J’ai lu les deux tiers du roman en un week-end et les destins des Jude, Isa, Barthélémy, François, Harvey, continuaient de m’habiter. J’étais prête à classer le livre dans mes « coups de cœur » récents sans hésiter. Quand, quelques jours plus tard, j’ai poursuivi la lecture du roman, j’ai alors senti une cassure de ton qui, au début, m’a déstabilisée, puis vaguement énervée. Cette quête initiatique, presque chamanique, d’Harvey (devenu Sat Puja), je l’ai trouvée légèrement trop appuyée. Bien sûr, depuis le début de son roman, l’auteur tendait des fils ici et là qui indiquaient bien la profondeur à laquelle tous aspiraient, directement ou indirectement. Cette redécouverte du soi, de l’autre, de soi à travers l’autre, les lieux, est au cœur même du propos. Béchard pose un regard cinglant sur le monde des gourous qui ont peu à peu pris possession des âmes ayant perdu les repères de la religion, veut faire réfléchir mais j’ai trouvé que le trait était devenu trop accentué, comme si l’auteur sortait son surligneur pour rehausser son récit. Le rythme plutôt trépidant auquel il nous avait abstenu depuis le début devient alors languissant et j’admets avoir trouvé certaines de ces pages longuettes. Et puis, en véritable deus ex machina (inutile de lui résister ici!), il clôt la saga de façon magistrale. Enfin, les liens s’affirment, se resserrent, démontrent leur solidité. La boucle est bouclée mais reste curieusement, délicieusement, ouverte.

Ces quelques réserves de ma part demeurent relativement minimes. Dans ce premier roman, Béchard a réussi à démontrer un contrôle remarquable de la narration et du style (chapeau ici à la traductrice qui a bien su rendre les divers niveaux de langage). J’attends le suivant avec plaisir.

Mention spéciale: originalité et créativité!

Au début de ma lecture ce livre m’a laissée perplexe, mais après une cinquantaine de page j’ai adhéré à cet univers où se rejoignent réalisme historique et allégories éclatées. Tout dans ce livre verse dans l’excès, à la hauteur des personnages qu’il met en scène. La langue est juste et puissante. Les images sont percutantes. C’est une grande fable sur l’attachement et la quête identitaire. J’ai été assez troublée par ces personnages qui perdent constamment leurs repères comme s’il leur était impossible de se construire un cocon familial où ils seraient confortables. Une belle mention pour l’originalité et la créativité : il me semble que ce Vandal Love ne ressemble à rien !

Il m’a tout de même semblé que certaines longueurs rendent le récit un peu lourd, particulièrement dans le Livre premier.
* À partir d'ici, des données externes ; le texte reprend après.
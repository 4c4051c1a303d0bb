//! Top-level error types
//!
//! This module provides a simplified, user-facing error type that flattens
//! the internal error hierarchy into actionable categories.

use thiserror::Error;

use crate::backend::BackendError;
use crate::context::ContextError;
use crate::mode::InvalidModeTransition;
use crate::permission::PermissionError;
use crate::plan::PlanError;
use crate::subagent::SubAgentError;
use crate::tool::ToolError;

/// Top-level error type for cadence operations
///
/// - [`Error::RateLimited`] / [`Error::Network`] / [`Error::Unavailable`] - back off and retry
/// - [`Error::Backend`] - non-retryable backend failure
/// - [`Error::Tool`] - a tool failed
/// - [`Error::Context`] - history could not fit the window
/// - [`Error::Config`] - fix the configuration
#[derive(Debug, Error)]
pub enum Error {
    /// Rate limited - slow down requests
    #[error("rate limited: {0}")]
    RateLimited(String),

    /// Network connectivity issue
    #[error("network error: {0}")]
    Network(String),

    /// Service temporarily unavailable
    #[error("service unavailable: {0}")]
    Unavailable(String),

    /// Non-retryable backend failure
    #[error("backend error: {0}")]
    Backend(String),

    /// Tool execution failed
    #[error("tool error: {0}")]
    Tool(String),

    /// Context management failed (history cannot fit the window)
    #[error("context error: {0}")]
    Context(String),

    /// Invalid mode transition
    #[error("{0}")]
    Mode(String),

    /// Plan orchestration failed
    #[error("plan error: {0}")]
    Plan(String),

    /// Sub-agent limit hit
    #[error("sub-agent error: {0}")]
    SubAgent(String),

    /// Configuration error (bad pattern, missing backend, malformed file)
    #[error("configuration error: {0}")]
    Config(String),

    /// MCP plugin error
    #[cfg(feature = "mcp")]
    #[error("MCP error: {0}")]
    Mcp(String),

    /// Other error
    #[error("{0}")]
    Other(String),
}

impl Error {
    /// Returns true if this error is potentially retryable
    pub fn is_retryable(&self) -> bool {
        matches!(
            self,
            Self::RateLimited(_) | Self::Network(_) | Self::Unavailable(_)
        )
    }
}

impl From<BackendError> for Error {
    fn from(err: BackendError) -> Self {
        match err {
            BackendError::RateLimited(msg) => Self::RateLimited(msg),
            BackendError::Network(msg) => Self::Network(msg),
            BackendError::ServiceUnavailable(msg) => Self::Unavailable(msg),
            other => Self::Backend(other.to_string()),
        }
    }
}

impl From<ToolError> for Error {
    fn from(err: ToolError) -> Self {
        Self::Tool(err.to_string())
    }
}

impl From<ContextError> for Error {
    fn from(err: ContextError) -> Self {
        Self::Context(err.to_string())
    }
}

impl From<InvalidModeTransition> for Error {
    fn from(err: InvalidModeTransition) -> Self {
        Self::Mode(err.to_string())
    }
}

impl From<PermissionError> for Error {
    fn from(err: PermissionError) -> Self {
        Self::Config(err.to_string())
    }
}

impl From<PlanError> for Error {
    fn from(err: PlanError) -> Self {
        Self::Plan(err.to_string())
    }
}

impl From<SubAgentError> for Error {
    fn from(err: SubAgentError) -> Self {
        Self::SubAgent(err.to_string())
    }
}

#[cfg(feature = "mcp")]
impl From<crate::mcp::McpError> for Error {
    fn from(err: crate::mcp::McpError) -> Self {
        Self::Mcp(err.to_string())
    }
}

/// Result type for cadence operations
pub type Result<T> = std::result::Result<T, Error>;
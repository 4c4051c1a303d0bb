//! The agent loop
//!
//! [`Agent`] is the master generation↔tool state machine. One `run` drives
//! the backend and the tools until the model stops asking for work, a
//! budget or usage limit is hit, or the caller cancels; progress surfaces
//! as a stream of [`crate::events::AgentEvent`].

mod builder;
mod run;
mod tools;

pub use builder::{AgentBuilder, AgentOptions};
pub use run::RunOutcome;

use std::sync::Arc;

use crate::backend::{Backend, RetryConfig};
use crate::context::ContextConfig;
use crate::mode::ModeManager;
use crate::permission::PermissionGate;
use crate::registry::ToolRegistry;
use crate::tokenizer::TokenCounter;
use crate::usage::{UsageLimiter, UsageTracker};

/// Orchestrates one model/tool dialogue at a time
///
/// Construct with the builder:
///
/// ```rust
/// use cadence_core::{Agent, test_utils::MockBackend};
///
/// let agent = Agent::builder()
///     .backend(MockBackend::new().with_text("hi"))
///     .with_system_prompt("You are a helpful assistant")
///     .build()
///     .unwrap();
/// ```
pub struct Agent {
    pub(super) backend: Arc<dyn Backend>,
    pub(super) registry: Arc<ToolRegistry>,
    pub(super) modes: Arc<ModeManager>,
    pub(super) permissions: Arc<PermissionGate>,
    pub(super) limiter: Arc<UsageLimiter>,
    pub(super) counter: Arc<dyn TokenCounter>,
    pub(super) context_config: ContextConfig,
    pub(super) retry: RetryConfig,
    pub(super) options: AgentOptions,
}

impl std::fmt::Debug for Agent {
    fn fmt(&self, f: &mut std::fmt::Formatter<'_>) -> std::fmt::Result {
        f.debug_struct("Agent").finish_non_exhaustive()
    }
}

impl Agent {
    /// Start building an agent
    pub fn builder() -> AgentBuilder {
        AgentBuilder::new()
    }

    /// The model id of the configured backend
    pub fn model_id(&self) -> &str {
        self.backend.model_id()
    }

    /// The tool registry this agent reads its catalog from
    pub fn registry(&self) -> &Arc<ToolRegistry> {
        &self.registry
    }

    /// The mode manager gating the tool catalog
    pub fn modes(&self) -> &Arc<ModeManager> {
        &self.modes
    }

    /// The usage limiter (and, through it, the tracker) for this session
    pub fn limiter(&self) -> &Arc<UsageLimiter> {
        &self.limiter
    }

    /// The session usage tracker
    pub fn tracker(&self) -> &Arc<UsageTracker> {
        self.limiter.tracker()
    }
}
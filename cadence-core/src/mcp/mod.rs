//! MCP plugin integration
//!
//! Plugins are long-lived external MCP servers (stdio subprocesses or HTTP
//! sessions) whose tools are discovered at startup and merged into the
//! [`crate::registry::ToolRegistry`] under an `mcp/<plugin>/` prefix. The
//! [`PluginManager`] owns plugin lifecycles: discovery, per-call timeouts,
//! failure marking with backoff restarts, and digest-triggered hot reload
//! with an atomic registry swap.

mod client;
mod config;
mod manager;
pub(crate) mod tool_adapter;

pub use client::{DiscoveredTool, PluginClient};
pub use config::{
    config_digest, load_config_file, PluginConfig, PluginManagerConfig, PluginTransport,
};
pub use manager::{PluginManager, PluginState, DEFAULT_GRACE_PERIOD};

use thiserror::Error;

/// Errors that can occur during MCP operations
#[derive(Debug, Error)]
pub enum McpError {
    #[error("connection error: {0}")]
    Connection(String),

    #[error("configuration error: {0}")]
    Config(String),

    #[error("tool execution error: {0}")]
    ToolExecution(String),

    #[error("transport error: {0}")]
    Transport(String),

    #[error("plugin unavailable: {0}")]
    Unavailable(String),

    #[error("IO error: {0}")]
    Io(#[from] std::io::Error),

    #[error("JSON error: {0}")]
    Json(#[from] serde_json::Error),

    #[error("MCP protocol error: {0}")]
    Protocol(String),
}
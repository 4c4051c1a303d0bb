//! Usage accounting and session limits
//!
//! The [`UsageTracker`] aggregates per-call token counts into running
//! session totals and derives cost from per-model pricing. The
//! [`UsageLimiter`] sits on top, turning totals into Warning/Exceeded
//! signals with one-shot warning webhooks and a sticky stop flag the agent
//! loop checks every turn.

use std::collections::HashMap;
use std::sync::Arc;

use parking_lot::Mutex;
use serde_json::json;

use crate::events::TokenUsage;
use crate::webhook::{WebhookEvent, WebhookEventType, WebhookSender};

/// USD rates per million tokens
#[derive(Debug, Clone, Copy)]
pub struct ModelRate {
    pub input_per_mtok: f64,
    pub output_per_mtok: f64,
}

impl ModelRate {
    pub const fn new(input_per_mtok: f64, output_per_mtok: f64) -> Self {
        Self {
            input_per_mtok,
            output_per_mtok,
        }
    }

    fn cost(&self, usage: TokenUsage) -> f64 {
        (usage.input_tokens as f64 * self.input_per_mtok
            + usage.output_tokens as f64 * self.output_per_mtok)
            / 1_000_000.0
    }
}

/// Per-model pricing lookup with a fallback for unknown ids
#[derive(Debug, Clone)]
pub struct PricingTable {
    rates: HashMap<String, ModelRate>,
    fallback: ModelRate,
}

impl PricingTable {
    /// An empty table; every model gets the fallback rate
    pub fn new(fallback: ModelRate) -> Self {
        Self {
            rates: HashMap::new(),
            fallback,
        }
    }

    pub fn with_rate(mut self, model_id: impl Into<String>, rate: ModelRate) -> Self {
        self.rates.insert(model_id.into(), rate);
        self
    }

    pub fn rate_for(&self, model_id: &str) -> ModelRate {
        self.rates.get(model_id).copied().unwrap_or(self.fallback)
    }
}

impl Default for PricingTable {
    fn default() -> Self {
        // A small seed catalog; deployments extend or replace it.
        Self::new(ModelRate::new(3.0, 15.0))
            .with_rate("sonnet-4-5", ModelRate::new(3.0, 15.0))
            .with_rate("haiku-4-5", ModelRate::new(1.0, 5.0))
            .with_rate("opus-4-5", ModelRate::new(5.0, 25.0))
    }
}

/// Running totals for one session
#[derive(Debug, Clone, Default)]
pub struct SessionUsage {
    pub input_tokens: u64,
    pub output_tokens: u64,
    pub request_count: u64,
    pub cost_usd: f64,
    pub model_id: String,
}

impl SessionUsage {
    pub fn total_tokens(&self) -> u64 {
        self.input_tokens + self.output_tokens
    }
}

#[derive(Debug, Default)]
struct TrackerInner {
    input_tokens: u64,
    output_tokens: u64,
    request_count: u64,
    cost_usd: f64,
    model_id: String,
}

/// Thread-safe aggregator of token usage.
///
/// Cost is derived at record time from the rate of the model then current,
/// so switching models mid-session prices each request correctly without
/// resetting the counters. A single mutex guards all fields.
pub struct UsageTracker {
    inner: Mutex<TrackerInner>,
    pricing: PricingTable,
}

impl UsageTracker {
    pub fn new(model_id: impl Into<String>, pricing: PricingTable) -> Self {
        Self {
            inner: Mutex::new(TrackerInner {
                model_id: model_id.into(),
                ..Default::default()
            }),
            pricing,
        }
    }

    /// Record one backend response's usage
    pub fn record(&self, usage: TokenUsage) {
        let mut inner = self.inner.lock();
        let rate = self.pricing.rate_for(&inner.model_id);
        inner.input_tokens += usage.input_tokens;
        inner.output_tokens += usage.output_tokens;
        inner.request_count += 1;
        inner.cost_usd += rate.cost(usage);
    }

    /// Switch the active model. Counters are not reset; subsequent records
    /// are priced at the new model's rate.
    pub fn set_model(&self, model_id: impl Into<String>) {
        self.inner.lock().model_id = model_id.into();
    }

    /// A consistent snapshot of the running totals
    pub fn snapshot(&self) -> SessionUsage {
        let inner = self.inner.lock();
        SessionUsage {
            input_tokens: inner.input_tokens,
            output_tokens: inner.output_tokens,
            request_count: inner.request_count,
            cost_usd: inner.cost_usd,
            model_id: inner.model_id.clone(),
        }
    }

    /// Zero all counters, keeping the model id
    pub fn reset(&self) {
        let mut inner = self.inner.lock();
        let model_id = std::mem::take(&mut inner.model_id);
        *inner = TrackerInner {
            model_id,
            ..Default::default()
        };
    }
}

/// Position of a counter relative to its limit
#[derive(Debug, Clone, Copy, PartialEq, Eq)]
pub enum LimitStatus {
    Ok,
    Warning,
    Exceeded,
}

/// Combined statuses from one limiter check
#[derive(Debug, Clone, Copy)]
pub struct LimitResult {
    pub tokens: LimitStatus,
    pub cost: LimitStatus,
    pub should_stop: bool,
}

/// Limiter configuration
#[derive(Debug, Clone)]
pub struct LimiterConfig {
    /// Session token cap; `None` disables the token limit
    pub max_session_tokens: Option<u64>,
    /// Session cost cap in USD; `None` disables the cost limit
    pub max_session_cost: Option<f64>,
    /// Fraction of a cap at which a warning fires (default 0.8)
    pub warning_threshold: f64,
    /// Whether exceeding a cap sets the sticky stop flag (default true)
    pub stop_on_limit: bool,
}

impl Default for LimiterConfig {
    fn default() -> Self {
        Self {
            max_session_tokens: None,
            max_session_cost: None,
            warning_threshold: 0.8,
            stop_on_limit: true,
        }
    }
}

#[derive(Debug, Default)]
struct LimiterState {
    token_warning_sent: bool,
    cost_warning_sent: bool,
    stopped: bool,
}

/// Enforces session caps over a [`UsageTracker`]
pub struct UsageLimiter {
    config: LimiterConfig,
    tracker: Arc<UsageTracker>,
    state: Mutex<LimiterState>,
    webhooks: Option<WebhookSender>,
    session_id: String,
}

impl UsageLimiter {
    pub fn new(config: LimiterConfig, tracker: Arc<UsageTracker>) -> Self {
        Self {
            config,
            tracker,
            state: Mutex::new(LimiterState::default()),
            webhooks: None,
            session_id: uuid::Uuid::new_v4().to_string(),
        }
    }

    pub fn with_webhooks(mut self, sender: WebhookSender, session_id: impl Into<String>) -> Self {
        self.webhooks = Some(sender);
        self.session_id = session_id.into();
        self
    }

    /// The tracker this limiter observes
    pub fn tracker(&self) -> &Arc<UsageTracker> {
        &self.tracker
    }

    /// Record usage and re-check the limits
    pub fn record(&self, usage: TokenUsage) -> LimitResult {
        self.tracker.record(usage);
        self.check_limits()
    }

    /// Re-evaluate both counters against their caps.
    ///
    /// Warning webhooks fire at most once per counter per session; the stop
    /// flag is sticky once set.
    pub fn check_limits(&self) -> LimitResult {
        let snapshot = self.tracker.snapshot();
        let tokens = status(
            snapshot.total_tokens() as f64,
            self.config.max_session_tokens.map(|v| v as f64),
            self.config.warning_threshold,
        );
        let cost = status(
            snapshot.cost_usd,
            self.config.max_session_cost,
            self.config.warning_threshold,
        );

        let mut state = self.state.lock();

        if tokens != LimitStatus::Ok && !state.token_warning_sent {
            state.token_warning_sent = true;
            self.emit(
                WebhookEventType::TokenLimitWarning,
                json!({
                    "totalTokens": snapshot.total_tokens(),
                    "limit": self.config.max_session_tokens,
                }),
            );
        }
        if cost != LimitStatus::Ok && !state.cost_warning_sent {
            state.cost_warning_sent = true;
            self.emit(
                WebhookEventType::CostLimitWarning,
                json!({
                    "costUsd": snapshot.cost_usd,
                    "limit": self.config.max_session_cost,
                }),
            );
        }

        if self.config.stop_on_limit
            && (tokens == LimitStatus::Exceeded || cost == LimitStatus::Exceeded)
            && !state.stopped
        {
            tracing::info!(
                total_tokens = snapshot.total_tokens(),
                cost_usd = snapshot.cost_usd,
                "session limit exceeded; stopping"
            );
            state.stopped = true;
        }

        LimitResult {
            tokens,
            cost,
            should_stop: state.stopped,
        }
    }

    /// Sticky: once true, stays true until [`reset`](UsageLimiter::reset)
    pub fn should_stop(&self) -> bool {
        self.state.lock().stopped
    }

    /// Clear counters, warning latches, and the stop flag
    pub fn reset(&self) {
        self.tracker.reset();
        *self.state.lock() = LimiterState::default();
    }

    fn emit(&self, event_type: WebhookEventType, data: serde_json::Value) {
        if let Some(sender) = &self.webhooks {
            sender.dispatch(WebhookEvent::new(event_type, self.session_id.clone(), data));
        }
    }
}

fn status(value: f64, limit: Option<f64>, warning_threshold: f64) -> LimitStatus {
    match limit {
        None => LimitStatus::Ok,
        Some(limit) if limit <= 0.0 => LimitStatus::Exceeded,
        Some(limit) => {
            if value >= limit {
                LimitStatus::Exceeded
            } else if value >= limit * warning_threshold {
                LimitStatus::Warning
            } else {
                LimitStatus::Ok
            }
        }
    }
}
Il faut dire que j’ai nettement préféré le Second livre dont le regard ironique sur les quêtes spirituelles traversant tout le siècle m’a semblé particulièrement juste et pertinent. J’ajouterais que les 40 dernières pages du livre sont les meilleures et valent à elles seules le déplacement !

En tous les cas, voilà un auteur à surveiller de près!

Totalement perdue...

Un titre bien choisi pour un livre ou la destruction est au rendez-vous! Chacun essaie de semer un grain d’amour sans vraiment le mener à sa pleine croissance. Les solutions résident entre l’alcool et le culte, accompagnés d’une fuite au Sud ou au Nord. Quelqu’un a écrit : « Quand tu ne sais pas où tu vas, arrête-toi et regarde d’où tu viens. »* Mais que peut-on faire lorsqu’on ne sait précisément pas d’où on vient ?! C’est cette similitude qui rejoint tous ces personnages, chacun fuyant vers l’arrière en quête d’une réponse si minime qu’elle soit.

J’ai lu cet ouvrage en version originale anglaise, à mon grand désavantage. Les mots y sont très recherchés et pour éviter un aller-retour constant entre le dictionnaire et le livre, j’ai trop souvent accepté mon incompréhension des termes. Cette erreur ne me permet pas d’apprécier l’essence du roman ou ses subtilités. A plusieurs occasions, j’ai été confuse entre les personnages et les liens qui tissent leur toile familiale.

L’idée de départ de ce roman est originale, mais pas assez exploitée à mon goût. Je ne peux malheureusement pas dire que j’ai été séduite par ce roman ou encore attachée à ces femmes et ces hommes pour qui la vie contient bien des mystères…


* Les yeux jaunes des crocodiles, Katherine Pancol, p.91

« Etre perdu en Amérique était une sorte de tradition. »

« Bizarrement, être perdu en Amérique était une sorte de tradition, c'était bien vu. Ca remontait à loin, c'était même vénérable, et il éprouvait de la fierté juste à penser à l'histoire familiale. » (p.306)


Voici un livre dont j'ai énormément de mal à vous parler... Je crois que cela tient principalement du fait que j'ai l'impression d'avoir manqué un rendez-vous. Car bien que ce livre soit remarquable en plusieurs points, je n'ai pas été emballée plus que cela.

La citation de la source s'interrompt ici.